Researchers led by Amy Gillespie, PhD, at the University of Oxford, Oxford, UK, conducted the online observational study from April 2020 through February 2021, at the height of the SARS-CoV-2 pandemic, when global stress levels were elevated and the incidence of psychiatric disorders spiked.

Over 2000 participants in the UK recorded information about their current psychiatric symptoms, medications, and other lifestyle factors. They also performed cognitive tasks meant to measure memory, reward, and emotion processing, which are linked to depression vulnerability. One task required participants to identify the emotional expressions of faces, which displayed varying degrees of fear, happiness, sadness, disgust, anger, or fear.
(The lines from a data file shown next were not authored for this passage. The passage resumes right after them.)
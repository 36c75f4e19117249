//! Accept loop for the echo listener.

use std::io::ErrorKind;

use tokio::net::TcpListener;

use crate::lifecycle::shutdown::{ShutdownSignal, WorkGuard, WorkTracker};
use crate::net::echo;

/// Accept connections until the shutdown signal fires.
///
/// Owns the listening socket exclusively; dropping it on exit closes the
/// port. Accept errors never terminate the loop, only the shutdown signal
/// does. Each accepted connection gets its own handler task registered with
/// the work tracker.
///
/// The work guard is declared first: parameters drop in reverse declaration
/// order, and the guard must release only after the socket has closed, or a
/// drain could complete while the port still accepts.
pub async fn accept_loop(
    _guard: WorkGuard,
    socket: TcpListener,
    mut shutdown: ShutdownSignal,
    work: WorkTracker,
) {
    loop {
        let accepted = tokio::select! {
            _ = shutdown.fired() => {
                tracing::debug!("shutdown signal observed, closing listener");
                break;
            }
            accepted = socket.accept() => accepted,
        };

        match accepted {
            Ok((stream, peer)) => {
                tracing::debug!(peer = %peer, "accepted connection");
                let conn_guard = work.track();
                tokio::spawn(echo::serve(conn_guard, stream, peer, shutdown.clone()));
            }
            Err(e) if is_transient(&e) => {}
            Err(e) => {
                tracing::info!(error = %e, "error on accept");
            }
        }
    }
    // The socket drops here; the port stops accepting immediately.
}

/// Accept errors caused by the remote end or scheduler, not the listener.
fn is_transient(err: &std::io::Error) -> bool {
    matches!(
        err.kind(),
        ErrorKind::ConnectionAborted
            | ErrorKind::ConnectionReset
            | ErrorKind::Interrupted
            | ErrorKind::WouldBlock
    )
}
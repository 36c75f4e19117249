//! Health probe and monitor behavior against mock endpoints.

mod common;

use std::net::SocketAddr;
use std::time::Duration;

use tokio::sync::mpsc;
use tokio::time::timeout;

use echo_sidecar::config::HealthCheckConfig;
use echo_sidecar::health::{HealthMonitor, HealthProbe};
use echo_sidecar::lifecycle::Shutdown;

fn probe_for(addr: SocketAddr, pattern: &str) -> HealthProbe {
    HealthProbe::new(&HealthCheckConfig {
        uri: format!("http://{}/healthz", addr),
        match_pattern: pattern.to_string(),
        interval_secs: 5,
        timeout_secs: 2,
    })
    .unwrap()
}

#[tokio::test]
async fn healthy_when_body_matches() {
    let addr: SocketAddr = "127.0.0.1:28281".parse().unwrap();
    common::start_health_backend(addr, || (200, "ok".to_string())).await;

    assert!(probe_for(addr, "ok").check().await);
}

#[tokio::test]
async fn unhealthy_when_body_does_not_match() {
    let addr: SocketAddr = "127.0.0.1:28282".parse().unwrap();
    common::start_health_backend(addr, || (200, "ok".to_string())).await;

    assert!(!probe_for(addr, "notok").check().await);
}

#[tokio::test]
async fn unhealthy_on_error_status() {
    let addr: SocketAddr = "127.0.0.1:28283".parse().unwrap();
    common::start_health_backend(addr, || (503, "ok".to_string())).await;

    assert!(!probe_for(addr, "ok").check().await);
}

#[tokio::test]
async fn unhealthy_when_unreachable() {
    // Nothing listens here.
    let addr: SocketAddr = "127.0.0.1:28284".parse().unwrap();

    assert!(!probe_for(addr, "ok").check().await);
}

#[tokio::test]
async fn default_pattern_matches_ok_prefix() {
    let addr: SocketAddr = "127.0.0.1:28285".parse().unwrap();
    common::start_health_backend(addr, || (200, "OK backend ready".to_string())).await;

    let pattern = HealthCheckConfig::default().match_pattern;
    assert!(probe_for(addr, &pattern).check().await);
}

#[tokio::test]
async fn monitor_emits_first_check_immediately() {
    let addr: SocketAddr = "127.0.0.1:28286".parse().unwrap();
    common::start_health_backend(addr, || (200, "ok".to_string())).await;

    // Interval far longer than the test: only the immediate first check
    // can produce this event.
    let monitor = HealthMonitor::new(probe_for(addr, "ok"), Duration::from_secs(60));
    let shutdown = Shutdown::new();
    let (events_tx, mut events_rx) = mpsc::channel(1);
    let task = tokio::spawn(monitor.run(events_tx, shutdown.subscribe()));

    let event = timeout(Duration::from_secs(2), events_rx.recv())
        .await
        .expect("first check should run without delay");
    assert_eq!(event, Some(true));

    shutdown.fire();
    task.await.unwrap();
}

#[tokio::test]
async fn monitor_spaces_checks_after_slow_probes() {
    let addr: SocketAddr = "127.0.0.1:28288".parse().unwrap();
    // Each probe takes ~500ms, longer than the 400ms interval. Checks must
    // stay spaced by a full interval after each completion, never firing
    // back-to-back to catch up on missed ticks.
    common::start_delayed_health_backend(addr, Duration::from_millis(500), || {
        (200, "ok".to_string())
    })
    .await;

    let monitor = HealthMonitor::new(probe_for(addr, "ok"), Duration::from_millis(400));
    let shutdown = Shutdown::new();
    let (events_tx, mut events_rx) = mpsc::channel(1);
    let task = tokio::spawn(monitor.run(events_tx, shutdown.subscribe()));

    let start = std::time::Instant::now();
    for _ in 0..3 {
        timeout(Duration::from_secs(5), events_rx.recv())
            .await
            .expect("monitor should keep emitting")
            .unwrap();
    }
    // Spaced checks: ~500ms, ~1400ms, ~2300ms. Bursting would deliver the
    // third event by ~1500ms.
    assert!(
        start.elapsed() >= Duration::from_millis(1900),
        "checks ran back-to-back: {:?}",
        start.elapsed()
    );

    shutdown.fire();
    task.await.unwrap();
}

#[tokio::test]
async fn monitor_stops_when_event_channel_closes() {
    let addr: SocketAddr = "127.0.0.1:28287".parse().unwrap();
    common::start_health_backend(addr, || (200, "ok".to_string())).await;

    let monitor = HealthMonitor::new(probe_for(addr, "ok"), Duration::from_millis(50));
    let shutdown = Shutdown::new();
    let (events_tx, events_rx) = mpsc::channel(1);
    let task = tokio::spawn(monitor.run(events_tx, shutdown.subscribe()));

    drop(events_rx);
    timeout(Duration::from_secs(2), task)
        .await
        .expect("monitor should exit once nobody consumes events")
        .unwrap();
}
The vast majority of subjects (84%) were not taking either medication, but a small group were taking only statins (4%), only a different class of anti-hypertension medication (6%), or both (5%).

Participants taking statins were less likely to recognize fearful or angry faces and more likely to report them as positive, indicating they had reduced negative emotional bias.

Dr. Gillespie said, "We found that taking a statin medication was associated with significantly lower levels of negative emotional bias when interpreting facial expressions; this was not seen with other medications, such as blood pressure medications."

"We know that reducing negative emotional bias can be important for the treatment of depression," said Dr. Gillespie. "Our findings are important as they provide evidence that statins may provide protection against depression. Of particular note, we saw these results during the high-stress context of the COVID-19 pandemic. Our findings also provide the first potential psychological explanation of statins' mental health benefits," in that they seem to affect emotion processing. It remains unclear exactly how statins could protect against mental illness, but one possibility is that they may work through anti-inflammatory mechanisms, which have also been implicated in depression.

John Krystal, MD, Editor of Biological Psychiatry, said of the work, "Statins are among the most commonly prescribed medications based on their ability to prevent heart attacks and strokes. These new data raise the possibility that some of their positive effects on health could be mediated by the effects of these drugs on the brain that promote emotional resilience."

"Researchers should prioritize investigating the possible use of statins as a preventative intervention for depression. Before use in clinical practice, it is important that future research confirms the potential psychological benefits of statins through controlled, randomized clinical trials," Dr. Gillespie concluded.